7) LICENSOR’S OBLIGATIONS

Except to the extent permitted by law, the Licensor undertakes and agrees as follows:

a) Not to sell or give the names or email addresses of the Licensee’s Users or any other personal or corporate information provided by Licensee to any third party;

b) Not to provide any third party with the Licensee’s Users’ raw or processed Contributions, except that Licensor may aggregate or analyse the Licensee’s Users’ raw or processed Contributions together with those of other Users of other licensees, and freely use the information generated thereby as long as the Licensor does not identify the Licensee or the Licensee’s Users or the Licensee’s Users’ Contributions;

c) To require Licensor’s employees to keep confidential the content of any of the Licensee’s Users’ Contributions which they may encounter during proactive and reactive maintenance of the Service and other diagnostic, remedial and developmental procedures;

d) Not to provide to the Licensee any personal details provided to the Licensor by the Licensee’s Users, including their private email address and their passwords.

8) INTELLECTUAL PROPERTY RIGHTS

a) The Service and all Intellectual Property Rights of whatever nature in the Service are and shall remain the property of the Licensor and the Licensee agrees to immediately notify the Licensor if it becomes aware of any infringement or any unauthorised use of the Service by any person.

b) The Licensor agrees that the Licensee may distribute, copy, or create derivative works (including but not limited to presentations, documents and emails) which include information and graphics generated by the Service but only for the purpose of carrying out the Licensee’s normal business, only distributing them to employees of Licensee, and only if the Licensor’s copyright notices are included in said derivative works, as set out below. In particular, the design and format of the Licensor’s graphical analyses are protected by international Copyright Law. Copyright Notice - derivative works as defined here shall contain the notice “Copyright © Thymometrics Limited <year>”, where <year> is replaced by the current four digit calendar year.

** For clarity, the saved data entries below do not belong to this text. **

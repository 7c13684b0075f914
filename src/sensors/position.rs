//! End-stop position sensor.
//!
//! A normally-open switch to ground on a pull-up input: the line reads LOW
//! only while the door sits at its fully-open stop.
//!
//! Reads are pure. Mapping a reading to an indicator colour is the
//! caller's job (see [`IndicatorPort::show_reading`]).
//!
//! [`IndicatorPort::show_reading`]: crate::app::ports::IndicatorPort::show_reading

use embedded_hal::digital::InputPin;
use serde::Serialize;

use crate::error::HardwareFault;

#[derive(Debug, Clone, Copy, PartialEq, Eq, Hash, Serialize)]
pub enum SensorReading {
    FullyOpen,
    NotFullyOpen,
}

impl SensorReading {
    pub fn is_open(self) -> bool {
        matches!(self, Self::FullyOpen)
    }
}

impl From<bool> for SensorReading {
    fn from(open: bool) -> Self {
        if open { Self::FullyOpen } else { Self::NotFullyOpen }
    }
}

pub struct PositionSensor<P: InputPin> {
    pin: P,
    gpio: u8,
}

impl<P: InputPin> PositionSensor<P> {
    pub fn new(pin: P, gpio: u8) -> Self {
        Self { pin, gpio }
    }

    pub fn read(&mut self) -> Result<SensorReading, HardwareFault> {
        let asserted = self
            .pin
            .is_low()
            .map_err(|_| HardwareFault::GpioReadFailed(self.gpio))?;
        Ok(SensorReading::from(asserted))
    }
}
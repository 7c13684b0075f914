//! Integration test driver for `tests/integration/` submodule.
//!
//! Each `mod` below maps to a file that exercises a specific subsystem
//! against the recording mock or the simulated board. No real hardware and
//! no real delay: every clock is simulated.

mod api_tests;
mod mock_hw;
mod orchestrator_tests;
mod service_tests;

c) If the Licensee submits comments or ideas about the Service to the Licensor, the Licensee agrees that these become the Licensor’s property and that the Licensor may make free use of them in any way the Licensor sees fit. The Licensee acknowledges that, by acceptance of the Licensee’s submission, the Licensor does not waive any rights to use similar or related ideas previously known to or developed by the Licensor, the Licensor’s employees, agents or otherwise.

9) INTELLECTUAL PROPERTY INDEMNITY

Licensor warrants that Licensor is unaware of the Service infringing or having infringed any Intellectual Property belonging to a third party. Notwithstanding this, in any event the Licensor provides no indemnity to the Licensee whatsoever against any actions, claims, proceedings, damages, costs and expenses arising from any actual or alleged infringement of Intellectual Property Rights arising from the Licensee’s use of the Service anywhere in the world whether or not such use is in accordance with the terms of this Agreement. Use of the Service is entirely at Licensee’s own risk.

10) WARRANTIES

The Service is provided “as is” without any kind of warranty, whether express or implied, without limitation. The implied warranties of satisfactory quality, merchantability and fitness for a particular purpose or ability to achieve a particular result are hereby excluded, so far as such exclusion or disclaimer is permitted under the applicable law. Without limiting the foregoing, the Licensor and its subsidiaries do not warrant that the content is accurate, reliable or correct; that the Service will be available at any particular time or location; or that the Service is free of viruses or other harmful components.

11) INDEMNITY

The Licensee indemnifies the Licensor and the Licensor’s employees, agents and affiliated companies from and against any claims, losses, liabilities and expenses arising directly from: (i) The Licensee’s violation of any part of the Terms; (ii) The Licensee’s violation of applicable law; (iii) any action taken by the Licensee against any of the Licensee’s employees as a result of use of the Service.

12) LIMITATION OF LIABILITY

a) Subject to clause 12c, in no event shall the Licensor be liable for any damages, including loss of business, loss of opportunity, loss of data, loss of profits or for any other indirect or consequential loss or damage whatsoever either arising from Licensee’s use of the Service or being an indirect or secondary consequence of any act or omission of the Licensor whether such damages were reasonably foreseeable or actually foreseen or any person’s use of, or inability to use, the Service, or from the Licensee’s identification howsoever determined as the author of any contribution.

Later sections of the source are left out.